Exercise prompt — Set down word for word each line from the start of the listing through the line that contains "names the square", both included.

▼

use crate::game::{Color, GameState, Move, Rank, Square, BOARD_SIZE};
use rand::seq::SliceRandom;
use std::time::Duration;

/// Trait that all bots must implement
pub trait Bot: Send {
    /// Get the name of the bot
    fn name(&self) -> &str;

    /// Get the next move for the current game state.
    ///
    /// While a capture chain is in progress, `resume` names the square
    /// the chaining piece stands on; the returned move must start there.
    /// The bot has a time limit to respond.
    fn get_move(
        &mut self,
        state: &GameState,
        resume: Option<Square>,
        time_limit: Duration,
    ) -> Option<Move>;

    /// Notified when the game starts
    fn game_start(&mut self, _color: Color) {}

    /// Notified when a move is made (by either player)
    fn notify_move(&mut self, _mv: Move) {}

    /// Notified when the game ends
    fn game_end(&mut self) {}
}

/// The moves a bot may pick from: the whole side's legal moves, or the
/// continuations of the chaining piece when one is mid-capture
pub fn candidate_moves(state: &GameState, resume: Option<Square>) -> Vec<Move> {
    match resume {
        Some(from) => state
            .legal_destinations(from)
            .map(|destinations| {
                destinations
                    .into_iter()
                    .map(|to| Move::new(from, to))
                    .collect()
            })
            .unwrap_or_default(),
        None => state.legal_moves(),
    }
}

/// A simple random bot for testing
pub struct RandomBot {
    name: String,
}

impl RandomBot {
    pub fn new(name: String) -> Self {
        RandomBot { name }
    }
}

impl Bot for RandomBot {
    fn name(&self) -> &str {
        &self.name
    }

    fn get_move(
        &mut self,
        state: &GameState,
        resume: Option<Square>,
        _time_limit: Duration,
    ) -> Option<Move> {
        let moves = candidate_moves(state, resume);
        moves.choose(&mut rand::thread_rng()).copied()
    }
}

/// A simple greedy bot that tries to win material
pub struct GreedyBot {
    name: String,
}

impl GreedyBot {
    pub fn new(name: String) -> Self {
        GreedyBot { name }
    }

    fn evaluate_move(&self, state: &GameState, mv: Move) -> i32 {
        let mover = state.turn();
        let mut next = state.clone();
        if next.apply_move(mv).is_err() {
            return i32::MIN;
        }

        if let Some(winner) = next.outcome().winner() {
            return if winner == mover { 1000 } else { -1000 };
        }

        // Material balance from the mover's point of view, kings up-weighted
        let mut score = 0;
        for row in 0..BOARD_SIZE {
            for col in 0..BOARD_SIZE {
                if let Ok(Some(piece)) = next.piece_at(Square::new(row, col)) {
                    let value = match piece.rank {
                        Rank::Man => 1,
                        Rank::King => 3,
                    };
                    if piece.color == mover {
                        score += value;
                    } else {
                        score -= value;
                    }
                }
            }
        }
        score
    }
}

impl Bot for GreedyBot {
    fn name(&self) -> &str {
        &self.name
    }

    fn get_move(
        &mut self,
        state: &GameState,
        resume: Option<Square>,
        _time_limit: Duration,
    ) -> Option<Move> {
        let moves = candidate_moves(state, resume);
        if moves.is_empty() {
            return None;
        }

        // Find the move with the best evaluation
        moves
            .into_iter()
            .max_by_key(|&mv| self.evaluate_move(state, mv))
    }
}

▲

Answer box —
use crate::game::{Color, GameState, Move, Rank, Square, BOARD_SIZE};
use rand::seq::SliceRandom;
use std::time::Duration;

/// Trait that all bots must implement
pub trait Bot: Send {
    /// Get the name of the bot
    fn name(&self) -> &str;

    /// Get the next move for the current game state.
    ///
    /// While a capture chain is in progress, `resume` names the square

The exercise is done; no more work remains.